Jude needs a bolt-hole; Lowell needs an assistant and, when an affordable rental is thrown in too, life begins to look up. The gravedigger’s cottage isn’t perfect for a woman alone but at least she has quiet neighbors.

Quiet, but not silent. The long dead and the books they left behind both have tales to tell and the dusty rooms of the bookshop are not the haven they seem to be. Lowell’s past and Jude’s present are a dangerous cocktail of secrets and lies and someone is coming to light the taper that could destroy everything.


I was pleasantly surprised once I finished my first novel from Catriona McPherson.

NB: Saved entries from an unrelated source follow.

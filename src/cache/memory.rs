//! In-process cache backend

use super::Cache;
use crate::error::AppResult;
use async_trait::async_trait;
use std::collections::HashMap;
use std::sync::{Mutex, MutexGuard};
use std::time::{Duration, Instant};

#[derive(Default)]
struct Store {
    /// Value and deadline; `None` never expires
    strings: HashMap<String, (String, Option<Instant>)>,
    hashes: HashMap<String, HashMap<String, String>>,
}

/// Cache kept in process memory, with the same semantics as the Redis backend
#[derive(Default)]
pub struct MemoryCache {
    store: Mutex<Store>,
}

impl MemoryCache {
    pub fn new() -> Self {
        Self::default()
    }

    /// Read a hash field directly
    pub fn field(&self, grouping: &str, field: &str) -> Option<String> {
        self.lock()
            .hashes
            .get(grouping)
            .and_then(|h| h.get(field))
            .cloned()
    }

    fn lock(&self) -> MutexGuard<'_, Store> {
        // The store holds plain maps, a poisoned guard is still consistent
        self.store.lock().unwrap_or_else(|e| e.into_inner())
    }
}

#[async_trait]
impl Cache for MemoryCache {
    async fn get(&self, key: &str) -> AppResult<Option<String>> {
        let mut store = self.lock();
        let expired = match store.strings.get(key) {
            Some((_, deadline)) => deadline.is_some_and(|d| Instant::now() >= d),
            None => return Ok(None),
        };
        if expired {
            store.strings.remove(key);
            return Ok(None);
        }
        Ok(store.strings.get(key).map(|(value, _)| value.clone()))
    }

    async fn set_with_ttl(&self, key: &str, value: &str, ttl_secs: u64) -> AppResult<()> {
        let deadline = Instant::now().checked_add(Duration::from_secs(ttl_secs));
        self.lock()
            .strings
            .insert(key.to_string(), (value.to_string(), deadline));
        Ok(())
    }

    async fn set_if_absent(&self, grouping: &str, field: &str, value: &str) -> AppResult<bool> {
        let mut store = self.lock();
        let hash = store.hashes.entry(grouping.to_string()).or_default();
        if hash.contains_key(field) {
            return Ok(false);
        }
        hash.insert(field.to_string(), value.to_string());
        Ok(true)
    }

    fn backend_name(&self) -> &'static str {
        "memory"
    }
}
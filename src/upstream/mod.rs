//! Upstream buildpack repository access
//!
//! Two fetches per evaluation, strictly ordered: the release feed (skipped
//! on a cache hit), then the source file pinned to that release.

pub mod bundler;
pub mod http;
pub mod release;

pub use bundler::{extract_bundler_version, VersionExtractor};
pub use http::HttpFetcher;
pub use release::{parse_latest_release, ReleaseResolver};

use crate::error::AppResult;
use async_trait::async_trait;

/// Retrieves the body of a URL as text
///
/// Implementations report non-2xx responses, timeouts and transport
/// failures as errors.
#[async_trait]
pub trait Fetcher: Send + Sync {
    async fn fetch_text(&self, url: &str) -> AppResult<String>;
}
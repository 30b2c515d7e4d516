//! Bundler version pinned by a buildpack release

use super::Fetcher;
use crate::cache::{CacheLayer, BUNDLER_VERSION_HASH};
use crate::config::Settings;
use crate::error::AppResult;
use regex::Regex;
use std::sync::{Arc, LazyLock};
use tracing::{debug, warn};

static BUNDLER_VERSION_RE: LazyLock<Regex> = LazyLock::new(|| {
    Regex::new(r#"\bBUNDLER_VERSION\s*=\s*"([^"]+)""#).expect("static regex is valid")
});

/// Find the first `BUNDLER_VERSION = "..."` assignment in source text
pub fn extract_bundler_version(source: &str) -> Option<&str> {
    BUNDLER_VERSION_RE
        .captures(source)
        .and_then(|c| c.get(1))
        .map(|m| m.as_str().trim())
        .filter(|v| !v.is_empty())
}

/// Reads the Bundler version out of a release's `ruby.rb`
#[derive(Clone)]
pub struct VersionExtractor {
    fetcher: Arc<dyn Fetcher>,
    cache: CacheLayer,
    settings: Arc<Settings>,
}

impl VersionExtractor {
    pub fn new(fetcher: Arc<dyn Fetcher>, cache: CacheLayer, settings: Arc<Settings>) -> Self {
        Self {
            fetcher,
            cache,
            settings,
        }
    }

    /// Fetch the source file for `release` and extract its Bundler version
    ///
    /// `Ok(None)` means the file has no recognizable assignment.
    pub async fn bundler_version(&self, release: &str) -> AppResult<Option<String>> {
        let url = self.settings.source_url(release);
        let source = self.fetcher.fetch_text(&url).await?;

        let Some(version) = extract_bundler_version(&source) else {
            warn!("No BUNDLER_VERSION found in {}", url);
            return Ok(None);
        };

        // Tagged releases never change, the first recorded value stands
        if self
            .cache
            .set_if_absent(BUNDLER_VERSION_HASH, release, version)
            .await
        {
            debug!("Recorded Bundler {} for release {}", version, release);
        }

        Ok(Some(version.to_string()))
    }
}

Not quite the edge-of-my-seat ghost story I expected, I didn’t care that it turned out not to be a traditional ghost story at all but instead a psychological mystery about past secrets in a tiny Scottish village. The layers of deceit are insane! Not only is the narrator unreliable, but every character is openly hiding something and the book plays out this intricate dance where all the characters are squared off, refusing to show each other their cards but ultimately getting caught-out because, in such a small village, there are only so many places to hide.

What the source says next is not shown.